### Your task:
Examine each line of the listing below. Copy those in which the string "this" appears.

### Data records:
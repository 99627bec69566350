// Copyright (c) 2025 Jonathan Fontanez
// SPDX-License-Identifier: BUSL-1.1

//! Secondary GL context sharing objects with the engine's main context.
//!
//! The camera texture is written on this context and sampled by the engine on
//! its own; sharing makes the texture name valid on both without a CPU copy.
//! Every switch onto it goes through a [`ContextScope`], which puts the
//! previously current context back when it ends, including on early returns.

use std::sync::Arc;

use crate::core::diagnostics::DiagnosticSink;
use crate::core::error::{CameraError, Result};
use crate::core::gpu::api::GraphicsApi;
use crate::core::handles::GlContextHandle;

/// Owned shared context. Destroyed on drop.
pub struct SharedGraphicsContext {
    api: Arc<dyn GraphicsApi>,
    diagnostics: Arc<dyn DiagnosticSink>,
    context: GlContextHandle,
}

impl SharedGraphicsContext {
    /// Create a context sharing with `share_with` and make it current.
    ///
    /// Returns the context together with the scope that restores whatever was
    /// current before. Creation and the initial make-current both report
    /// [`CameraError::ContextCreationFailed`].
    pub fn create(
        api: Arc<dyn GraphicsApi>,
        share_with: Option<GlContextHandle>,
        diagnostics: Arc<dyn DiagnosticSink>,
    ) -> Result<(Self, ContextScope)> {
        let previous = api.current_context();

        let context = api
            .create_shared_context(share_with)
            .map_err(|e| CameraError::ContextCreationFailed(e.to_string()))?;

        if let Err(e) = api.make_current(Some(context)) {
            if let Err(destroy_err) = api.destroy_context(context) {
                diagnostics.teardown_failed("shared GL context", &destroy_err);
            }
            return Err(CameraError::ContextCreationFailed(format!(
                "Unable to make the shared GL context current: {}",
                e
            )));
        }

        tracing::info!(
            "Camera: created shared GL context {} (sharing with {:?})",
            context,
            share_with
        );

        let scope = ContextScope {
            api: Arc::clone(&api),
            previous: Some(previous),
        };

        Ok((
            Self {
                api,
                diagnostics,
                context,
            },
            scope,
        ))
    }

    pub fn handle(&self) -> GlContextHandle {
        self.context
    }

    /// Make this context current until the returned scope ends.
    pub fn enter(&self) -> Result<ContextScope> {
        let previous = self.api.current_context();

        self.api.make_current(Some(self.context)).map_err(|e| {
            tracing::error!("Camera: unable to make shared GL context current: {}", e);
            CameraError::ContextSwitchFailed(format!(
                "Unable to make current shared GL context {}: {}",
                self.context, e
            ))
        })?;

        Ok(ContextScope {
            api: Arc::clone(&self.api),
            previous: Some(previous),
        })
    }
}

impl Drop for SharedGraphicsContext {
    fn drop(&mut self) {
        match self.api.destroy_context(self.context) {
            Ok(()) => tracing::info!("Camera: destroyed shared GL context {}", self.context),
            Err(e) => self.diagnostics.teardown_failed("shared GL context", &e),
        }
    }
}

impl std::fmt::Debug for SharedGraphicsContext {
    fn fmt(&self, f: &mut std::fmt::Formatter<'_>) -> std::fmt::Result {
        f.debug_struct("SharedGraphicsContext")
            .field("context", &self.context)
            .finish()
    }
}

/// Restores the previously current context when it ends.
///
/// Call [`exit`](Self::exit) on the success path to observe restore failures;
/// dropping the scope restores as well but can only log.
#[must_use = "dropping the scope immediately restores the previous context"]
pub struct ContextScope {
    api: Arc<dyn GraphicsApi>,
    // Outer `None`: no switch happened, nothing to restore.
    previous: Option<Option<GlContextHandle>>,
}

impl ContextScope {
    /// A scope that switched nothing. Used when GL work runs on a context the
    /// caller already had current.
    pub fn inert(api: Arc<dyn GraphicsApi>) -> Self {
        Self {
            api,
            previous: None,
        }
    }

    pub fn is_inert(&self) -> bool {
        self.previous.is_none()
    }

    /// Put the previous context back.
    pub fn exit(mut self) -> Result<()> {
        match self.previous.take() {
            Some(previous) => restore(self.api.as_ref(), previous),
            None => Ok(()),
        }
    }
}

impl Drop for ContextScope {
    fn drop(&mut self) {
        if let Some(previous) = self.previous.take() {
            if let Err(e) = restore(self.api.as_ref(), previous) {
                tracing::error!("Camera: {}", e);
            }
        }
    }
}

impl std::fmt::Debug for ContextScope {
    fn fmt(&self, f: &mut std::fmt::Formatter<'_>) -> std::fmt::Result {
        f.debug_struct("ContextScope")
            .field("previous", &self.previous)
            .finish()
    }
}

fn restore(api: &dyn GraphicsApi, previous: Option<GlContextHandle>) -> Result<()> {
    api.make_current(previous).map_err(|e| {
        CameraError::ContextSwitchFailed(format!(
            "Unable to restore previous GL context {:?}: {}",
            previous, e
        ))
    })
}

### Exercise result:
//! The camera texture is written on this context and sampled by the engine on
    /// Make this context current until the returned scope ends.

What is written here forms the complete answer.